Nonlinear Observer for Tightly Integrated Inertial Navigation Aided by Pseudo-Range Measurements

[+] Author and Article Information
Tor A. Johansen

Department Engineering Cybernetics,
Center for Autonomous Marine Operations
and Systems (NTNU-AMOS),
Norwegian University of Science
and Technology,
Trondheim 7491, Norway
e-mail: tor.arne.johansen@itk.ntnu.no

Jakob M. Hansen

Department Engineering Cybernetics,
Center for Autonomous Marine Operations
and Systems (NTNU-AMOS),
Norwegian University of Science and Technology,
Trondheim 7491, Norway

Thor I. Fossen

Department Engineering Cybernetics,
Center for Autonomous Marine Operations
and Systems (NTNU-AMOS),
Norwegian University of Science
and Technology,
Trondheim 7491, Norway
e-mail: thor.fossen@ntnu.no

Contributed by the Dynamic Systems Division of ASME for publication in the JOURNAL OF DYNAMIC SYSTEMS, MEASUREMENT, AND CONTROL. Manuscript received March 5, 2015; final manuscript received August 7, 2016; published online October 17, 2016. Assoc. Editor: Jingang Yi.
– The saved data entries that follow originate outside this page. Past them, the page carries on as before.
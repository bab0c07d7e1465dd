//! Error types for search and browse interactions.

use thiserror::Error;

use crate::collection::RequestError;

/// Failures that end an interaction (or, for `FetchFailure`, one view)
#[derive(Debug, Error)]
pub enum ExploreError {
    /// The query was rejected before any request was made.
    #[error("Invalid query: {0}")]
    InvalidQuery(String),

    /// The search call failed.
    #[error("Search failed: {0}")]
    SearchFailure(#[source] RequestError),

    /// A record needed by the detail view could not be fetched.
    #[error("Failed to load object {id}: {source}")]
    FetchFailure {
        id: u64,
        #[source]
        source: RequestError,
    },

    /// The identifier chosen for inspection is not in the current results.
    #[error("Object {0} is not among the displayed results")]
    InvalidSelection(u64),

    /// The HTTP client could not be set up.
    #[error(transparent)]
    Client(#[from] RequestError),

    /// Settings could not be loaded or were invalid.
    #[error("Settings error: {0}")]
    Settings(String),

    /// Writing output or reading input failed.
    #[error("I/O error: {0}")]
    Io(#[from] std::io::Error),

    /// Rendering a view as JSON failed.
    #[error("Failed to encode JSON: {0}")]
    Json(#[from] serde_json::Error),
}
J. Dyn. Sys., Meas., Control 139(1), 011007 (Oct 17, 2016) (10 pages) Paper No: DS-15-1088; doi: 10.1115/1.4034496 History: Received March 05, 2015; Revised August 07, 2016

A modular nonlinear observer for inertial navigation aided by pseudo-range measurements is designed and analyzed. The attitude observer is based on a recent nonlinear complementary filter that uses magnetometer and accelerometer vector measurements to correct the quaternion attitude estimate driven by gyro measurements, including gyro bias estimation. A tightly integrated translational motion observer is driven by accelerometer measurements, employs the attitude estimates, and makes corrections using the pseudo-range and range-rate measurements. It estimates position, range bias errors, velocity and specific force in an earth-fixed Cartesian coordinate frame, where the specific force estimate is used as a reference vector for the accelerometer measurements in the attitude observer. The exponential stability of the feedback interconnection of the two observers is analyzed and found to have a semiglobal region of attraction with respect to the attitude observer initialization and local region of attraction with respect to translational motion observer initialization. The latter is due to linearization of the range measurement equations that is underlying the selection of injection gains by solving a Riccati equation. In typical applications, the pseudo-range equations admit an explicit algebraic solution that can be easily computed and used to accurately initialize the position and velocity estimates. Hence, the limited region of attraction is not seen as a practical limitation of the approach for many applications. Advantages of the proposed nonlinear observer are low computational complexity and a solid theoretical foundation.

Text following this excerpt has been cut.